//! # wmbusd - wM-Bus telegram ingestion
//!
//! The core pipeline of a wireless/wired M-Bus metering daemon: bytes arrive
//! on a radio dongle TTY, a sub-process, a file or an in-memory simulator;
//! the event loop multiplexes the sources; frames are located in the byte
//! stream, decrypted and integrity-checked; the DIF/VIF record stream is
//! parsed into a typed DV map; and the driver registry routes each telegram
//! to the configured meter, which updates its typed state and notifies the
//! reading sinks.
//!
//! ```no_run
//! use std::sync::{Arc, Mutex};
//! use wmbusd::bus;
//! use wmbusd::meters::{DriverTag, Meter, MeterRegistry};
//! use wmbusd::serial::SerialManager;
//!
//! let mut registry = MeterRegistry::new();
//! let mut meter = Meter::new("heat", DriverTag::Multical302, vec!["*".into()], None);
//! meter.on_update(|telegram, meter| {
//!     println!("{}", meter.render_json(telegram));
//! });
//! registry.add_meter(meter);
//! let registry = Arc::new(Mutex::new(registry));
//!
//! let manager = SerialManager::new(None);
//! let sim = bus::open_simulator(&manager, "sim", registry);
//! manager.start_event_loop();
//! sim.simulate(&manager, &["telegram=...".to_string()]);
//! manager.wait_for_stop();
//! ```

pub mod bus;
pub mod config;
pub mod constants;
pub mod error;
pub mod frame;
pub mod logging;
pub mod meters;
pub mod payload;
pub mod serial;
pub mod telegram;
pub mod util;

pub use error::Error;
pub use frame::{FrameStatus, Framing};
pub use logging::init_logger;
pub use meters::{Driver, DriverTag, Meter, MeterRegistry};
pub use serial::{SerialDevice, SerialManager};
pub use telegram::Telegram;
□ □ □ □
> _ASSIGNMENT_:
Nothing should be missing: every line above must be reproduced exactly.

> _RESPONSE AREA_:
//! # wmbusd - wM-Bus telegram ingestion
//!
//! The core pipeline of a wireless/wired M-Bus metering daemon: bytes arrive
//! on a radio dongle TTY, a sub-process, a file or an in-memory simulator;
//! the event loop multiplexes the sources; frames are located in the byte
//! stream, decrypted and integrity-checked; the DIF/VIF record stream is
//! parsed into a typed DV map; and the driver registry routes each telegram
//! to the configured meter, which updates its typed state and notifies the
//! reading sinks.
//!
//! ```no_run
//! use std::sync::{Arc, Mutex};
//! use wmbusd::bus;
//! use wmbusd::meters::{DriverTag, Meter, MeterRegistry};
//! use wmbusd::serial::SerialManager;
//!
//! let mut registry = MeterRegistry::new();
//! let mut meter = Meter::new("heat", DriverTag::Multical302, vec!["*".into()], None);
//! meter.on_update(|telegram, meter| {
//!     println!("{}", meter.render_json(telegram));
//! });
//! registry.add_meter(meter);
//! let registry = Arc::new(Mutex::new(registry));
//!
//! let manager = SerialManager::new(None);
//! let sim = bus::open_simulator(&manager, "sim", registry);
//! manager.start_event_loop();
//! sim.simulate(&manager, &["telegram=...".to_string()]);
//! manager.wait_for_stop();
//! ```

pub mod bus;
pub mod config;
pub mod constants;
pub mod error;
pub mod frame;
pub mod logging;
pub mod meters;
pub mod payload;
pub mod serial;
pub mod telegram;
pub mod util;

pub use error::Error;
pub use frame::{FrameStatus, Framing};
pub use logging::init_logger;
pub use meters::{Driver, DriverTag, Meter, MeterRegistry};
pub use serial::{SerialDevice, SerialManager};
pub use telegram::Telegram;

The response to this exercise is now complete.